Pour rappel, le Conseil Constitutionnel a considéré que le cadre de l’article 60 du CDN n’était pas suffisamment précis. En ce sens, le législateur devait trouver un équilibre entre la prévention des infractions et la protection des droits constitutionnelles tels que la liberté d’aller et de venir et le respect de la vie privée.[1]

Le Conseil Constitutionnel déclarait alors dans un considérant explicite qu’en ne “précisant pas suffisamment le cadre applicable à la conduite de ces opérations, tenant compte par exemple des lieux où elles sont réalisées ou de l’existence de raisons plausibles de soupçonner la commission d’une infraction, le législateur n’a pas assuré une conciliation équilibrée entre, d’une part, la recherche des auteurs d’infractions et, d’autre part, la liberté d’aller et de venir et le droit au respect de la vie privée.

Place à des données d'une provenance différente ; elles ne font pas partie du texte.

use clap::Parser;
use event_fund::args::{Args, Command};
use event_fund::error::{ErrorType, IntoResult};
use event_fund::{commands, Config, Mode, Result};
use std::process::ExitCode;
use tracing::{debug, error, trace};
use tracing_subscriber::filter::LevelFilter;
use tracing_subscriber::EnvFilter;

#[tokio::main]
async fn main() -> ExitCode {
    let args = Args::parse();
    let log_level = args.common().log_level();
    init_logger(log_level);
    debug!("Log level set to {}", log_level.to_string().to_lowercase());

    match main_inner(args).await {
        Ok(_) => ExitCode::SUCCESS,
        Err(e) => {
            error!("Exiting with error: {e:#}");
            ExitCode::FAILURE
        }
    }
}

pub async fn main_inner(args: Args) -> Result<()> {
    trace!("{args:?}");
    let home = args.common().fund_home().path();

    // When FUND_IN_TEST_MODE is set and non-empty the in-memory store is used instead of the
    // hosted one, so the whole program can be exercised offline.
    let mode = Mode::from_env();

    let _: () = match args.command() {
        Command::Init(init_args) => commands::init(home, init_args.api_key(), init_args.store_url())
            .await?
            .print(),

        Command::Shell => {
            let config = Config::load(home).await.pub_result(ErrorType::Config)?;
            commands::shell(&config, mode).await?.print()
        }

        command => {
            let config = Config::load(home).await.pub_result(ErrorType::Config)?;
            commands::run(&config, mode, command).await?
        }
    };
    Ok(())
}

/// Initializes the tracing subscriber.
pub fn init_logger(level: LevelFilter) {
    let filter = match std::env::var("RUST_LOG").ok() {
        // RUST_LOG exists; use it.
        Some(_) => EnvFilter::from_default_env(),
        // Otherwise only the library and this binary log, at the requested level.
        None => EnvFilter::new(format!(
            "{}={},{}={}",
            env!("CARGO_PKG_NAME").replace('-', "_"),
            level,
            env!("CARGO_BIN_NAME"),
            level
        )),
    };

    tracing_subscriber::fmt()
        .with_env_filter(filter)
        .with_writer(std::io::stderr)
        .init();
}
//! The staged container: records that have been entered but not yet published. It is persisted as
//! JSON in the data directory so staged work survives between invocations.

use crate::model::Ledger;
use crate::{utils, Config, Result};
use std::path::{Path, PathBuf};
use tracing::trace;

#[derive(Debug, Clone)]
pub struct Staged {
    path: PathBuf,
    ledger: Ledger,
}

impl Staged {
    /// Loads the staged container. A missing file means nothing has been staged yet.
    pub async fn load(config: &Config) -> Result<Self> {
        let path = config.staged_path();
        let ledger = if path.is_file() {
            utils::deserialize(&path).await?
        } else {
            trace!("No staged file at {}", path.display());
            Ledger::new()
        };
        Ok(Self { path, ledger })
    }

    /// Writes the staged container back to disk.
    pub async fn save(&self) -> Result<()> {
        utils::serialize(&self.path, &self.ledger).await
    }

    pub fn path(&self) -> &Path {
        &self.path
    }

    pub fn ledger(&self) -> &Ledger {
        &self.ledger
    }

    pub fn ledger_mut(&mut self) -> &mut Ledger {
        &mut self.ledger
    }
}

#[cfg(test)]
mod tests {
    use super::*;
    use crate::model::{Amount, Expense};
    use crate::test::TestEnv;
    use chrono::NaiveDate;

    #[tokio::test]
    async fn test_missing_file_is_empty() {
        let env = TestEnv::new().await;
        let staged = Staged::load(&env.config()).await.unwrap();
        assert!(staged.ledger().is_empty());
        assert!(!staged.path().exists());
    }

    #[tokio::test]
    async fn test_save_and_reload() {
        let env = TestEnv::new().await;
        let mut staged = Staged::load(&env.config()).await.unwrap();
        staged.ledger_mut().expenses.push(Expense::new(
            NaiveDate::from_ymd_opt(2026, 10, 1).unwrap(),
            "Sewa sound system",
            Amount::rupiah(750_000),
            Some("sari".to_string()),
        ));
        staged.save().await.unwrap();

        let reloaded = Staged::load(&env.config()).await.unwrap();
        assert_eq!(reloaded.ledger(), staged.ledger());
    }
}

Le nouveau cadre de l’article 60 CDN et les nouvelles mesures

L’ancien et succinct article 60 du CDN[2] a été remplacé par onze articles (articles 60 à 60-10) précisant notamment les contours du droit de visite en exposant les compétences territoriales et matérielles.

Le droit de visite est maintenant encadré et présente des limites géographiques (zones géographiques, frontières terrestres, maritimes et aériennes) ainsi que les lieux soumis au contrôle (dont la majorité sera désignée par arrêté). Pour autant, le droit de visite sera permis en dehors de ces limites géographiques et à toute heure, en cas de raisons plausibles de soupçonner une infraction douanière ou pour la recherche de certaines infractions graves.

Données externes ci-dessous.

#[cfg(test)]
mod tests {
    use super::*;
    use crate::config::Letterhead;
    use crate::model::{Donation, Expense, InitialBalance, Ledger, WeeklyCollection};
    use chrono::NaiveDate;

    fn date(d: u32) -> NaiveDate {
        NaiveDate::from_ymd_opt(2026, 9, d).unwrap()
    }

    fn ledger(expenses: usize) -> Ledger {
        let mut ledger = Ledger::new();
        ledger
            .initial
            .push(InitialBalance::new(date(1), Amount::rupiah(500_000), None));
        ledger.weekly.push(WeeklyCollection::new(
            date(6),
            "Minggu ke-1",
            "RT 01",
            Amount::rupiah(100_000),
            None,
        ));
        ledger.donors.push(Donation::new(
            date(7),
            "Hamba Allah",
            Amount::rupiah(250_000),
            None,
        ));
        for i in 0..expenses {
            ledger.expenses.push(Expense::new(
                date(8),
                format!("Belanja {i}"),
                Amount::rupiah(1_000),
                None,
            ));
        }
        ledger
    }

    fn texts(pages: &[Page]) -> Vec<String> {
        pages
            .iter()
            .flat_map(|p| p.texts())
            .map(str::to_string)
            .collect()
    }

    fn options(letterhead: &Letterhead) -> RenderOptions<'_> {
        RenderOptions {
            generated_at: "2026-10-17T09:30:15+07:00".parse().unwrap(),
            last_updated: None,
            letterhead,
        }
    }

    #[test]
    fn test_financial_sections_and_words() {
        let letterhead = Letterhead::default();
        let ledger = ledger(1);
        let data = ReportData::new(&ledger);
        let pages = layout(&data, ReportKind::Financial, &options(&letterhead));
        let texts = texts(&pages);
        for expected in [
            "LAPORAN SALDO AWAL (PANITIA SEBELUMNYA)",
            "LAPORAN PEMASUKAN MINGGUAN (PER RT)",
            "LAPORAN PEMASUKAN PROPOSAL / AMPLOP",
            "LAPORAN DANA PENGELUARAN",
            "LAPORAN REKAPITULASI DANA PHBI",
            "TOTAL PENDAPATAN BERSIH",
            // 500.000 + 85.000 + 250.000 - 1.000
            "Terbilang : Delapan Ratus Tiga Puluh Empat Ribu Rupiah",
        ] {
            assert!(texts.iter().any(|t| t == expected), "missing '{expected}'");
        }
        assert!(texts.iter().any(|t| t.contains("SISA SALDO SAAT INI")));
    }

    #[test]
    fn test_every_page_has_letterhead_and_page_number() {
        let letterhead = Letterhead::default();
        let ledger = ledger(150);
        let data = ReportData::new(&ledger);
        let pages = layout(&data, ReportKind::Expense, &options(&letterhead));
        let count = pages.len();
        assert!(count > 1);
        for (i, page) in pages.iter().enumerate() {
            let texts = page.texts();
            assert!(texts.contains(&"PANITIA HARI BESAR ISLAM"));
            assert!(texts.contains(&"didownload pada: 17 Oktober 2026, Pukul : 09:30:15"));
            let number = format!("Hal {} dari {count}", i + 1);
            assert!(texts.contains(&number.as_str()));
        }
    }

    #[test]
    fn test_empty_opening_balance_note() {
        let letterhead = Letterhead::default();
        let ledger = Ledger::new();
        let data = ReportData::new(&ledger);
        let pages = layout(&data, ReportKind::Income, &options(&letterhead));
        assert!(texts(&pages).contains(&"(Tidak ada data dana awal)".to_string()));
    }

    #[test]
    fn test_accountability_layout() {
        let letterhead = Letterhead::default();
        let ledger = ledger(2);
        let data = ReportData::new(&ledger);
        let pages = layout(&data, ReportKind::Accountability, &options(&letterhead));
        let texts = texts(&pages);
        for expected in [
            "LAPORAN PERTANGGUNG JAWABAN",
            "I. LAPORAN SALDO AWAL (PANITIA SEBELUMNYA)",
            "II. LAPORAN PEMASUKAN MINGGUAN",
            "V. LAPORAN REKAPITULASI DANA PHBI",
            "TOTAL PEMASUKAN MINGGUAN",
            "Total Pemasukan Bersih Mingguan (Ringkasan)",
            "Mengetahui,",
            "Bendahara,",
            "Tangerang, 17 Oktober 2026",
        ] {
            assert!(texts.iter().any(|t| t == expected), "missing '{expected}'");
        }
        assert!(texts
            .iter()
            .any(|t| t.starts_with("Laporan Pertanggung Jawaban Panitia PHBI | dibuat pada")));
    }

    #[test]
    fn test_render_produces_pdf() {
        let letterhead = Letterhead::default();
        let ledger = ledger(3);
        for kind in [ReportKind::Weekly, ReportKind::Accountability] {
            let bytes = render(&ReportData::new(&ledger), kind, &options(&letterhead)).unwrap();
            assert_eq!(&bytes[..4], b"%PDF", "{kind}");
        }
    }
}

Dans le cadre de la recherche de marchandises soumises à accises, expédiées sous un régime suspensif ou certaines marchandises spécifiquement contrôlées (dangereuses pour la santé, la sécurité ou la moralité publiques, des marchandises contrefaisantes, des marchandises prohibées etc.), les agents des douanes pourront exercer leur droit de visite en dehors des cas limitativement prévus.

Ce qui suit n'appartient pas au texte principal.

//! Renders reports as Excel workbooks with one worksheet per section.

use crate::model::Amount;
use crate::report::data::ReportData;
use crate::report::{format, reconciliation, RenderOptions, ReportKind, Section};
use crate::Result;
use anyhow::Context;
use rust_xlsxwriter::{Color, Format, FormatAlign, FormatBorder, Workbook};

const HEADER_FILL: u32 = 0xE5E7EB;
const CURRENCY: &str = "\"Rp\" #,##0";
/// Added to the longest value of a column to get its width in characters.
const WIDTH_PADDING: usize = 5;

#[derive(Debug, Clone)]
enum Cell {
    Empty,
    Text(String),
    /// A centered sequence number.
    Number(usize),
    Money(Amount),
}

impl Cell {
    fn text(s: impl Into<String>) -> Self {
        Cell::Text(s.into())
    }

    /// The number of characters the cell occupies when displayed.
    fn width(&self) -> usize {
        match self {
            Cell::Empty => 0,
            Cell::Text(s) => s.chars().count(),
            Cell::Number(n) => n.to_string().len(),
            Cell::Money(a) => a.to_string().chars().count(),
        }
    }
}

#[derive(Debug, Clone)]
struct Row {
    cells: Vec<Cell>,
    total: bool,
}

impl Row {
    fn data(cells: Vec<Cell>) -> Self {
        Self {
            cells,
            total: false,
        }
    }

    fn total(cells: Vec<Cell>) -> Self {
        Self { cells, total: true }
    }
}

#[derive(Debug, Clone)]
struct Sheet {
    name: &'static str,
    headers: &'static [&'static str],
    rows: Vec<Row>,
}

pub(super) fn render(
    data: &ReportData<'_>,
    kind: ReportKind,
    options: &RenderOptions<'_>,
) -> Result<Vec<u8>> {
    let mut workbook = Workbook::new();
    for section in kind.sections() {
        let sheet = match section {
            Section::Opening => opening(data),
            Section::WeeklyDetail => weekly_detail(data),
            Section::WeeklySummary => weekly_summary(data),
            Section::Donors => donors(data),
            Section::Expenses => expenses(data),
            Section::Reconciliation => reconciliation_sheet(data, options),
        };
        write_sheet(&mut workbook, &sheet)
            .with_context(|| format!("Unable to write the '{}' worksheet", sheet.name))?;
    }
    workbook
        .save_to_buffer()
        .context("Unable to produce the workbook")
}

fn opening(data: &ReportData<'_>) -> Sheet {
    let mut rows: Vec<Row> = data
        .initial
        .iter()
        .enumerate()
        .map(|(i, e)| {
            Row::data(vec![
                Cell::Number(i + 1),
                Cell::text(format::date(e.date)),
                Cell::Money(e.amount),
            ])
        })
        .collect();
    rows.push(Row::total(vec![
        Cell::Empty,
        Cell::text("TOTAL SALDO AWAL"),
        Cell::Money(data.totals.initial),
    ]));
    Sheet {
        name: "Dana Awal",
        headers: &["No", "Tanggal", "Nominal"],
        rows,
    }
}

fn weekly_detail(data: &ReportData<'_>) -> Sheet {
    let mut rows = Vec::new();
    for group in &data.weeks {
        for e in &group.entries {
            rows.push(Row::data(vec![
                Cell::text(&e.week),
                Cell::text(format::date(e.date)),
                Cell::text(&e.zone),
                Cell::Money(e.gross),
                Cell::Money(e.consumption_cut),
                Cell::Money(e.commission_cut),
                Cell::Money(e.net),
            ]));
        }
        let s = &group.subtotal;
        rows.push(Row::total(vec![
            Cell::text(format!("Total {}", group.week)),
            Cell::Empty,
            Cell::Empty,
            Cell::Money(s.gross),
            Cell::Money(s.consumption),
            Cell::Money(s.commission),
            Cell::Money(s.net),
        ]));
    }
    let t = &data.weekly_total;
    rows.push(Row::total(vec![
        Cell::text("TOTAL PENDAPATAN BERSIH"),
        Cell::Empty,
        Cell::Empty,
        Cell::Money(t.gross),
        Cell::Money(t.consumption),
        Cell::Money(t.commission),
        Cell::Money(t.net),
    ]));
    Sheet {
        name: "Mingguan Detail",
        headers: &[
            "Minggu",
            "Tanggal",
            "RT",
            "Pemasukan Kotor",
            "Potongan Konsumsi (5%)",
            "Potongan Komisi (10%)",
            "Jumlah Bersih",
        ],
        rows,
    }
}

fn weekly_summary(data: &ReportData<'_>) -> Sheet {
    let mut rows: Vec<Row> = data
        .week_summaries
        .iter()
        .enumerate()
        .map(|(i, w)| {
            Row::data(vec![
                Cell::Number(i + 1),
                Cell::text(format::date(w.date)),
                Cell::Money(w.net),
                Cell::text(&w.week),
            ])
        })
        .collect();
    rows.push(Row::total(vec![
        Cell::Empty,
        Cell::text("TOTAL"),
        Cell::Money(data.weekly_total.net),
        Cell::Empty,
    ]));
    Sheet {
        name: "Mingguan Ringkasan",
        headers: &["No", "Tanggal", "Nominal Bersih", "Keterangan"],
        rows,
    }
}

fn donors(data: &ReportData<'_>) -> Sheet {
    let mut rows: Vec<Row> = data
        .donors
        .iter()
        .enumerate()
        .map(|(i, e)| {
            Row::data(vec![
                Cell::Number(i + 1),
                Cell::text(format::date(e.date)),
                Cell::text(&e.donor),
                Cell::Money(e.amount),
            ])
        })
        .collect();
    rows.push(Row::total(vec![
        Cell::Empty,
        Cell::Empty,
        Cell::text("TOTAL PEMASUKAN PROPOSAL/AMPLOP"),
        Cell::Money(data.totals.donors),
    ]));
    Sheet {
        name: "Donatur",
        headers: &["No", "Tanggal", "Sumber Dana / Donatur", "Nominal"],
        rows,
    }
}

fn expenses(data: &ReportData<'_>) -> Sheet {
    let mut rows: Vec<Row> = data
        .expenses
        .iter()
        .enumerate()
        .map(|(i, e)| {
            Row::data(vec![
                Cell::Number(i + 1),
                Cell::text(format::date(e.date)),
                Cell::text(&e.purpose),
                Cell::Money(e.amount),
            ])
        })
        .collect();
    rows.push(Row::total(vec![
        Cell::Empty,
        Cell::Empty,
        Cell::text("TOTAL DANA PENGELUARAN"),
        Cell::Money(data.totals.expenses),
    ]));
    Sheet {
        name: "Pengeluaran",
        headers: &["No", "Tanggal", "Keperluan", "Nominal"],
        rows,
    }
}

fn reconciliation_sheet(data: &ReportData<'_>, options: &RenderOptions<'_>) -> Sheet {
    let balance_label = format!(
        "SISA SALDO SAAT INI (Update: {})",
        format::optional_date_time(options.last_updated.as_ref())
    );
    let rows = reconciliation(data, "Total Pemasukan Mingguan (Bersih)", balance_label)
        .into_iter()
        .map(|line| Row {
            cells: vec![Cell::Text(line.label), Cell::Money(line.amount)],
            total: line.total,
        })
        .collect();
    Sheet {
        name: "Rekapitulasi",
        headers: &["KATEGORI", "TOTAL NOMINAL"],
        rows,
    }
}

fn write_sheet(workbook: &mut Workbook, sheet: &Sheet) -> Result<()> {
    let worksheet = workbook.add_worksheet();
    worksheet.set_name(sheet.name)?;

    let header = Format::new()
        .set_bold()
        .set_align(FormatAlign::Center)
        .set_align(FormatAlign::VerticalCenter)
        .set_background_color(Color::RGB(HEADER_FILL))
        .set_border(FormatBorder::Thin);
    let plain = Format::new().set_border(FormatBorder::Thin);
    let centered = plain.clone().set_align(FormatAlign::Center);
    let money = plain.clone().set_num_format(CURRENCY);

    for (col, title) in sheet.headers.iter().enumerate() {
        worksheet.write_string_with_format(0, col as u16, *title, &header)?;
    }

    for (i, row) in sheet.rows.iter().enumerate() {
        let r = (i + 1) as u32;
        let bold = |f: &Format| if row.total { f.clone().set_bold() } else { f.clone() };
        for (col, cell) in row.cells.iter().enumerate() {
            let c = col as u16;
            match cell {
                Cell::Empty => {
                    worksheet.write_blank(r, c, &bold(&plain))?;
                }
                Cell::Text(s) => {
                    worksheet.write_string_with_format(r, c, s, &bold(&plain))?;
                }
                Cell::Number(n) => {
                    worksheet.write_number_with_format(r, c, *n as f64, &bold(&centered))?;
                }
                Cell::Money(a) => {
                    worksheet.write_number_with_format(r, c, a.to_f64(), &bold(&money))?;
                }
            }
        }
    }

    for (col, width) in column_widths(sheet).into_iter().enumerate() {
        worksheet.set_column_width(col as u16, width as f64)?;
    }
    Ok(())
}

/// Each column is as wide as its longest value plus padding.
fn column_widths(sheet: &Sheet) -> Vec<usize> {
    sheet
        .headers
        .iter()
        .enumerate()
        .map(|(col, header)| {
            let longest = sheet
                .rows
                .iter()
                .filter_map(|row| row.cells.get(col))
                .map(Cell::width)
                .max()
                .unwrap_or(0);
            longest.max(header.chars().count()) + WIDTH_PADDING
        })
        .collect()
}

Également, il est intéressant de relever plusieurs caractéristiques encadrant le droit de visite, parmi lesquelles :

  • L’encadrement du droit de visite afférent aux marchandises placées sous surveillance douanière ;
  • La limitation temporelle du droit de visite qui peut être exercé par les agents des douanes pour une durée n’excédant pas douze heures consécutives dans la plupart des cas. En outre, des modalités de fouilles ou d’immobilisation des personnes physiques, des bagages ou des moyens de transport encadrent son exercice ;
  • L’obligation de la présence physique de l’intéressé, de son représentant ou d’un tiers.

Enfin notons que l’article 60-10 du CDN prévoit une souplesse, permettant aux agents des douanes de procéder à des opérations de visite même en dehors des cas visés dans les articles précédents, au motif d’une constatation d’infraction, sans que cela cause de nullité des procédures incidentes.

La réforme attendue de l’article 60 du CDN entraîne donc un encadrement strict du droit de visite des agents des douanes, ne laissant que peu de marge d’interprétation contrairement à l’ancienne rédaction de l’article.

Néanmoins, au regard des diverses prérogatives dont jouissent les agents des douanes, pour l’exercice du droit de visite, le législateur a souhaité conserver le plus possible les facultés dont ces agents disposaient sous l’empire de la loi ancienne.

Enfin, relevons que cette réforme s’inscrit dans le cadre de la loi visant à donner à la douane les moyens de faire face aux nouvelles menaces, qui prévoit de nombreuses autres mesures. On peut notamment noter la saisie par les agents des douanes des substances chimiques servant à la fabrication des drogues de synthèse, l’amélioration de la lutte contre la fraude à la détaxe de la TVA, la réforme du délit de blanchiment douanier pour couvrir le blanchiment par le biais de crypto-actifs, etc.).

Il convient donc pour les opérateurs d’anticiper ces modifications qui encadrent le droit de visite. Il faudra ainsi par exemple toujours garantir l’accès aux documents douaniers, se tenir à disposition des agents, définir les interlocuteurs en mesure de répondre aux premières sollicitations des agents…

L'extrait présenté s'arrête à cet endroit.